Entre os entraves relatados pelos profissionais de educação está a baixa participação dos estudantes nas aulas de ensino à distância, a falta de infraestrutura e tecnologia para assistir às aulas em casa e as condições psicológicas para, por exemplo uma preparação tão importante como o vestibular, em um momento como esse. Lembrando da baixa efetividade da EaD, que não resolve grande parte das dúvidas dos alunos.
Como educador eu destaco que o ambiente escolar permite relações que ali são desenvolvidas, experiências do cotidiano de um colégio, que são indispensáveis tanto para as crianças, quanto para os adolescentes. As relações interpessoais (entre os colegas e também entre os alunos e professores), bem como os conflitos do dia a dia são primordiais na formação do intelecto.
Em relação ao conteúdo didático, os educadores reforçam que, principalmente pelo prolongamento do isolamento social, é hora de ser simples, realinhar as expectativas de aprendizagem e privilegiar aquilo que é fundamental para apoiar os alunos nesse processo de aprendizagem.
A escola, e também os pais, não podem partir do pressuposto que a aprendizagem presencial será idêntica à virtual. Importante a redefinição das expectativas de aprendizagem.

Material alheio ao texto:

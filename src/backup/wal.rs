//! WAL segment naming, range derivation and collection.
//!
//! A segment name is 24 hex characters: timeline, major and minor part,
//! 8 characters each. The archive groups segments into directories named
//! by the 16 character timeline+major prefix.

use anyhow::{format_err, Error};
use lazy_static::lazy_static;
use log::info;
use regex::Regex;

use std::path::Path;
use std::thread;
use std::time::{Duration, Instant};

use crate::config::BackupOptions;
use crate::error::BackupError;
use crate::fs::{ClusterLayout, CopyOptions, Filesystem, COMPRESS_EXT};
use crate::tools;

use super::builder::DB_PATH_WAL;
use super::manifest::{file_section, Manifest, LEVEL_BASE};

lazy_static! {
    static ref SEGMENT_REGEX: Regex = Regex::new(r"^[0-9A-F]{24}$").unwrap();
    static ref ARCHIVE_MAJOR_REGEX: Regex = Regex::new(r"^[0-9A-F]{16}$").unwrap();
}

/// Regex matching the archive's major directory names.
pub fn archive_major_regex() -> &'static Regex {
    &ARCHIVE_MAJOR_REGEX
}

#[derive(Clone, Copy, Debug, PartialEq, Eq)]
pub struct WalSegment {
    pub timeline: u32,
    pub major: u32,
    pub minor: u32,
}

impl WalSegment {

    /// Name of the archive directory holding this segment.
    pub fn major_name(&self) -> String {
        format!("{:08X}{:08X}", self.timeline, self.major)
    }
}

impl std::fmt::Display for WalSegment {
    fn fmt(&self, f: &mut std::fmt::Formatter<'_>) -> std::fmt::Result {
        write!(f, "{:08X}{:08X}{:08X}", self.timeline, self.major, self.minor)
    }
}

impl std::str::FromStr for WalSegment {
    type Err = Error;

    fn from_str(text: &str) -> Result<Self, Self::Err> {
        if !SEGMENT_REGEX.is_match(text) {
            return Err(format_err!("invalid WAL segment name '{}'", text));
        }

        Ok(Self {
            timeline: u32::from_str_radix(&text[0..8], 16)?,
            major: u32::from_str_radix(&text[8..16], 16)?,
            minor: u32::from_str_radix(&text[16..24], 16)?,
        })
    }
}

/// Ordered list of segments from `start` to `stop`, both inclusive.
///
/// Database versions before 9.3 never wrote the minor value `FF`;
/// `skip_ff` reproduces that numbering. The minor counter resets at 256
/// (255 with `skip_ff`) before the next emission, so a segment with the
/// reset value never appears in the result.
pub fn range(start: &WalSegment, stop: &WalSegment, skip_ff: bool) -> Result<Vec<WalSegment>, Error> {
    if start.timeline != stop.timeline {
        return Err(BackupError::Assert(format!(
            "timeline switch between segments {} and {}",
            start, stop
        ))
        .into());
    }
    if (start.major, start.minor) > (stop.major, stop.minor) {
        return Err(BackupError::Assert(format!(
            "segment {} lies after segment {}",
            start, stop
        ))
        .into());
    }
    if skip_ff && (start.minor == 0xFF || stop.minor == 0xFF) {
        return Err(BackupError::Assert(format!(
            "segment minor FF cannot occur before version 9.3 ({}..{})",
            start, stop
        ))
        .into());
    }

    let mut segments = Vec::new();
    let mut major = start.major;
    let mut minor = start.minor;

    loop {
        segments.push(WalSegment { timeline: start.timeline, major, minor });

        if major == stop.major && minor == stop.minor {
            break;
        }

        minor += 1;
        if minor == 256 || (skip_ff && minor == 255) {
            major = major
                .checked_add(1)
                .ok_or_else(|| Error::from(BackupError::Assert(
                    "WAL major number overflow".to_string(),
                )))?;
            minor = 0;
        }
    }

    Ok(segments)
}

/// Collect the WAL segments between `start` and `stop` from the archive
/// into the temp backup's `base/pg_xlog`, recording a manifest file
/// entry for each. Returns the number of collected segments.
pub fn collect<F: Filesystem>(
    fs: &F,
    layout: &ClusterLayout,
    manifest: &mut Manifest,
    start: &str,
    stop: &str,
    options: &BackupOptions,
    skip_ff: bool,
) -> Result<u64, Error> {

    let start: WalSegment = start.parse()?;
    let stop: WalSegment = stop.parse()?;
    let segments = range(&start, &stop, skip_ff)?;

    info!("collecting {} WAL segment(s) for backup consistency", segments.len());

    let wal_dir = layout.tmp_path().join(LEVEL_BASE).join(DB_PATH_WAL);
    fs.path_create(&wal_dir)?;

    for segment in &segments {
        let name = segment.to_string();
        let archive_dir = layout.archive_path().join(segment.major_name());

        // the archived file may carry a hash suffix and a compression
        // extension; exactly one match is required
        let filter =
            Regex::new(&format!(r"^{}(-[0-9a-f]+)?(\.{})?$", name, COMPRESS_EXT)).unwrap();
        let found = wait_for_segment(fs, &archive_dir, &filter, options.archive_timeout, &name)?;

        let source_compressed = found.ends_with(&format!(".{}", COMPRESS_EXT));
        let source = archive_dir.join(&found);
        let destination = if options.compress {
            wal_dir.join(format!("{}.{}", name, COMPRESS_EXT))
        } else {
            wal_dir.join(&name)
        };

        fs.copy(
            &source,
            &destination,
            &CopyOptions {
                source_compressed,
                compress: options.compress,
                ignore_missing: false,
                mode: Some(0o600),
                modification_time: None,
                create_dirs: true,
            },
        )?;

        let info = fs.stat(&destination)?;
        let section = file_section(LEVEL_BASE);
        let key = format!("{}/{}", DB_PATH_WAL, name);
        manifest.set_attr(&section, &key, "user", info.user.as_str());
        manifest.set_attr(&section, &key, "group", info.group.as_str());
        manifest.set_attr(&section, &key, "permission", tools::mode_to_octal(info.permission));
        manifest.set_attr(&section, &key, "size", info.size);
        manifest.set_attr(&section, &key, "modification_time", info.modification_time);
        if options.checksum {
            let digest = fs.hash(&destination, options.compress)?;
            manifest.set_attr(&section, &key, "checksum", digest.as_str());
        }
    }

    Ok(segments.len() as u64)
}

fn wait_for_segment<F: Filesystem>(
    fs: &F,
    archive_dir: &Path,
    filter: &Regex,
    timeout: Duration,
    name: &str,
) -> Result<String, Error> {

    let deadline = Instant::now() + timeout;

    loop {
        let mut matches = fs.list(archive_dir, filter)?;
        match matches.len() {
            0 => {}
            1 => return Ok(matches.remove(0)),
            _ => {
                return Err(BackupError::Protocol(format!(
                    "duplicate files for WAL segment {} in {:?}: {}",
                    name,
                    archive_dir,
                    matches.join(", ")
                ))
                .into());
            }
        }

        if Instant::now() >= deadline {
            return Err(BackupError::Protocol(format!(
                "WAL segment {} did not reach the archive within {} seconds",
                name,
                timeout.as_secs()
            ))
            .into());
        }

        thread::sleep(Duration::from_secs(1));
    }
}
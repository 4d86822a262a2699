//! Database control client interface.
//!
//! The engine never talks to the cluster itself. A [DbClient]
//! implementation (libpq based in production, scripted in tests) issues
//! the backup bracketing calls and answers catalog queries.

use anyhow::Error;

use std::collections::BTreeMap;

pub trait DbClient {
    /// Put the cluster into backup mode. Returns the WAL segment name
    /// (24 hex characters) holding the backup start position.
    fn backup_start(&mut self, label: &str, fast: bool) -> Result<String, Error>;

    /// Take the cluster out of backup mode. Returns the WAL segment name
    /// holding the backup stop position.
    fn backup_stop(&mut self) -> Result<String, Error>;

    /// Map of tablespace oid to tablespace name.
    fn tablespace_map(&mut self) -> Result<BTreeMap<String, String>, Error>;

    /// Numeric server version, e.g. `90401` for 9.4.1.
    fn db_version(&mut self) -> Result<u32, Error>;
}

/// First server version that writes the `FF` WAL minor value. Older
/// versions skip it when stepping through segment names.
pub const VERSION_WAL_FF: u32 = 90300;
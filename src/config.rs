//! Backup and retention option sets.

use anyhow::Error;

use std::time::Duration;

use crate::backup::BackupType;
use crate::error::BackupError;

/// Default wait for an expected WAL segment to show up in the archive.
pub const DEFAULT_ARCHIVE_TIMEOUT: Duration = Duration::from_secs(600);

/// Options controlling a single backup run.
#[derive(Clone, Debug)]
pub struct BackupOptions {
    pub backup_type: BackupType,
    pub compress: bool,
    pub checksum: bool,
    pub hardlink: bool,
    pub online: bool,
    pub start_fast: bool,
    pub resume: bool,
    pub process_max: usize,
    pub copy_timeout: Option<Duration>,
    pub archive_timeout: Duration,
}

impl BackupOptions {

    pub fn new(backup_type: BackupType) -> Self {
        Self {
            backup_type,
            compress: false,
            checksum: true,
            hardlink: false,
            online: true,
            start_fast: false,
            resume: true,
            process_max: 1,
            copy_timeout: None,
            archive_timeout: DEFAULT_ARCHIVE_TIMEOUT,
        }
    }

    pub fn compress(mut self, value: bool) -> Self {
        self.compress = value;
        self
    }

    pub fn checksum(mut self, value: bool) -> Self {
        self.checksum = value;
        self
    }

    pub fn hardlink(mut self, value: bool) -> Self {
        self.hardlink = value;
        self
    }

    pub fn online(mut self, value: bool) -> Self {
        self.online = value;
        self
    }

    pub fn start_fast(mut self, value: bool) -> Self {
        self.start_fast = value;
        self
    }

    pub fn resume(mut self, value: bool) -> Self {
        self.resume = value;
        self
    }

    pub fn process_max(mut self, value: usize) -> Self {
        self.process_max = value;
        self
    }

    pub fn copy_timeout(mut self, value: Option<Duration>) -> Self {
        self.copy_timeout = value;
        self
    }

    pub fn archive_timeout(mut self, value: Duration) -> Self {
        self.archive_timeout = value;
        self
    }

    pub fn validate(&self) -> Result<(), Error> {
        if self.process_max < 1 {
            return Err(BackupError::Param("process-max must be at least 1".to_string()).into());
        }
        Ok(())
    }
}

/// Options controlling backup and WAL archive retention.
#[derive(Clone, Debug)]
pub struct RetentionOptions {
    pub retention_full: Option<u64>,
    pub retention_diff: Option<u64>,
    pub retention_archive_type: Option<BackupType>,
    pub retention_archive: Option<u64>,
}

impl RetentionOptions {

    pub fn new() -> Self {
        Self {
            retention_full: None,
            retention_diff: None,
            retention_archive_type: None,
            retention_archive: None,
        }
    }

    pub fn retention_full(mut self, value: Option<u64>) -> Self {
        self.retention_full = value;
        self
    }

    pub fn retention_diff(mut self, value: Option<u64>) -> Self {
        self.retention_diff = value;
        self
    }

    pub fn retention_archive(mut self, backup_type: Option<BackupType>, value: Option<u64>) -> Self {
        self.retention_archive_type = backup_type;
        self.retention_archive = value;
        self
    }

    pub fn validate(&self) -> Result<(), Error> {
        for (name, value) in &[
            ("retention-full", self.retention_full),
            ("retention-diff", self.retention_diff),
            ("retention-archive", self.retention_archive),
        ] {
            if let Some(value) = value {
                if *value < 1 {
                    return Err(BackupError::Param(
                        format!("{} must be at least 1 (got {})", name, value),
                    ).into());
                }
            }
        }

        if self.retention_archive.is_some() != self.retention_archive_type.is_some() {
            return Err(BackupError::Config(
                "retention-archive and retention-archive-type must be set together".to_string(),
            ).into());
        }

        Ok(())
    }
}

#[cfg(test)]
mod test {
    use super::*;

    #[test]
    fn test_retention_validation() {
        assert!(RetentionOptions::new().validate().is_ok());
        assert!(RetentionOptions::new().retention_full(Some(1)).validate().is_ok());
        assert!(RetentionOptions::new().retention_full(Some(0)).validate().is_err());
        assert!(RetentionOptions::new()
            .retention_archive(Some(BackupType::Full), None)
            .validate()
            .is_err());
        assert!(RetentionOptions::new()
            .retention_archive(Some(BackupType::Full), Some(2))
            .validate()
            .is_ok());
    }
}
//! Resume of aborted backups.

mod common;

use common::{at, test_options, Fixture, TestDb};

use pgbackup::backup::{BackupEngine, BackupType, Manifest, MANIFEST_NAME, SECTION_BACKUP};
use pgbackup::fs::LocalFs;

const SEG_A: &str = "00000001000000000000000A";
const SEG_B: &str = "00000001000000000000000B";

fn run_backup(fixture: &Fixture, backup_type: BackupType, now: &str) -> pgbackup::backup::BackupSummary {
    let mut engine = BackupEngine::new(
        LocalFs::new(),
        TestDb::new(SEG_A, SEG_B),
        fixture.layout(),
        test_options(backup_type),
    );
    engine.run(at(now)).unwrap()
}

#[test]
fn test_resume_reuses_copied_files_and_matches_references() {
    let fixture = Fixture::with_standard_files();
    fixture.archive_segment(SEG_A);
    fixture.archive_segment(SEG_B);

    let full = run_backup(&fixture, BackupType::Full, "20240401-090000");

    fixture.write_db_file("A/2.dat", 65537, 2000);

    // run a complete incremental, then disguise it as an aborted one
    let reference_run = run_backup(&fixture, BackupType::Incr, "20240402-090000");
    let reference_manifest = Manifest::load(
        &fixture.backup_path(&reference_run.label).join(MANIFEST_NAME),
    )
    .unwrap();
    let expected_references = reference_manifest
        .scalar_str(SECTION_BACKUP, "reference")
        .unwrap()
        .to_string();

    std::fs::rename(
        fixture.backup_path(&reference_run.label),
        fixture.repo.join("backup.tmp"),
    )
    .unwrap();

    let resumed = run_backup(&fixture, BackupType::Incr, "20240403-090000");

    // the already copied file was reused, nothing was copied again
    assert_eq!(resumed.copied, 0);
    assert_eq!(resumed.referenced, 1);

    let manifest =
        Manifest::load(&fixture.backup_path(&resumed.label).join(MANIFEST_NAME)).unwrap();

    // same reference set as the uninterrupted run
    assert_eq!(
        manifest.scalar_str(SECTION_BACKUP, "reference"),
        Some(expected_references.as_str())
    );
    assert_eq!(
        manifest.attr_str("base:file", "A/1.dat", "reference"),
        Some(full.label.as_str())
    );

    // the reused file is byte identical to the source
    let copied = std::fs::read(fixture.backup_path(&resumed.label).join("base/A/2.dat")).unwrap();
    let source = std::fs::read(fixture.db.join("A/2.dat")).unwrap();
    assert_eq!(copied, source);

    // the temp directory was published
    assert!(!fixture.repo.join("backup.tmp").exists());
}

#[test]
fn test_unreadable_tmp_manifest_discards_the_aborted_backup() {
    let fixture = Fixture::with_standard_files();
    fixture.archive_segment(SEG_A);
    fixture.archive_segment(SEG_B);

    let tmp = fixture.repo.join("backup.tmp");
    std::fs::create_dir_all(tmp.join("base")).unwrap();
    std::fs::write(tmp.join("backup.manifest"), b"not a manifest").unwrap();
    std::fs::write(tmp.join("base/junk.dat"), b"junk").unwrap();

    let summary = run_backup(&fixture, BackupType::Full, "20240401-090000");

    // the garbage tree was discarded, the backup ran from scratch
    assert_eq!(summary.copied, 2);
    assert!(!fixture
        .backup_path(&summary.label)
        .join("base/junk.dat")
        .exists());
}

#[test]
fn test_type_mismatch_discards_the_aborted_backup() {
    let fixture = Fixture::with_standard_files();
    fixture.archive_segment(SEG_A);
    fixture.archive_segment(SEG_B);

    let full = run_backup(&fixture, BackupType::Full, "20240401-090000");
    let second = run_backup(&fixture, BackupType::Full, "20240402-090000");

    // disguise the second full as an aborted tree, then ask for an
    // incremental: type full vs incr cannot be resumed
    std::fs::rename(
        fixture.backup_path(&second.label),
        fixture.repo.join("backup.tmp"),
    )
    .unwrap();

    let incr = run_backup(&fixture, BackupType::Incr, "20240403-090000");

    assert!(incr.label.ends_with('I'));
    assert_eq!(incr.referenced, 2);
    assert_eq!(incr.copied, 0);
    assert_eq!(
        Manifest::load(&fixture.backup_path(&incr.label).join(MANIFEST_NAME))
            .unwrap()
            .scalar_str(SECTION_BACKUP, "prior"),
        Some(full.label.as_str())
    );
}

Outra questão é como será feito o acompanhamento dos conteúdos disponibilizados via EaD? Como esses alunos serão avaliados para ver se, de fato, eles estão aprendendo? De nada adiantará todo esse esforço que está sendo feito para lançar o bloco da EaD na rua como uma solução emergencial se as alternativas escolhidas não assegurarem que de fato as crianças e os jovens aprendam.
Neste momento em que as escolas estão iniciando a aplicação de provas e verificando a questão de notas e boletins, cabe negociar, inclusive, com o Ministério da Educação sobre o que será feito com a carga horária.
Lembrando que, segundo a Lei de Diretrizes e Bases, caso a suspensão das aulas se estender por vários meses, os 200 dias letivos obrigatórios poderiam ser flexibilizado em até 25%.
O texto da MP 934 joga a responsabilidade sobre a normatização de como as horas-aula serão cumpridas sobre os conselhos estaduais e municipais de educação, o que pode ser motivo de preocupação.
Passado o período de isolamento social, pós-pandemia, as escolas que adotarem o EaD precisarão fazer um diagnóstico do que foi assimilado e bem aprendido nessa modalidade. Porém, quanto aos alunos que estão se preparando para entrar no ensino superior inevitável ver que ficam algumas lacunas.
Infelizmente eu percebo que a pandemia está impondo um enorme choque não só nas crianças e adolescentes, mas também nos jovens que estão já pensando em um curso de formação universitária, em uma carreira.
O isolamento social está interrompendo sua educação e treinamento e colocando enormes obstáculos no caminho dos que estão tentando entrar em um curso superior, que busque vaga no mercado de trabalho ou pretenda trocar de emprego.
Por conta da crise econômica, muitos jovens podem estar tentados a abandonar a escola e entrar no mercado de trabalho (para ajudar suas famílias). Mas acho fundamental tentar mantê-los estudando.
Com investimento na educação e no capital humano, ensinando os jovens a aprender (e não só a estudar), mantendo programas de mentoria e aprendizagem e combinar aprendizado no trabalho com educação afasta-se o perigo de jovens que entram no mercado de trabalho em um momento ruim e depois levarem mais tempo para se recuperar disso.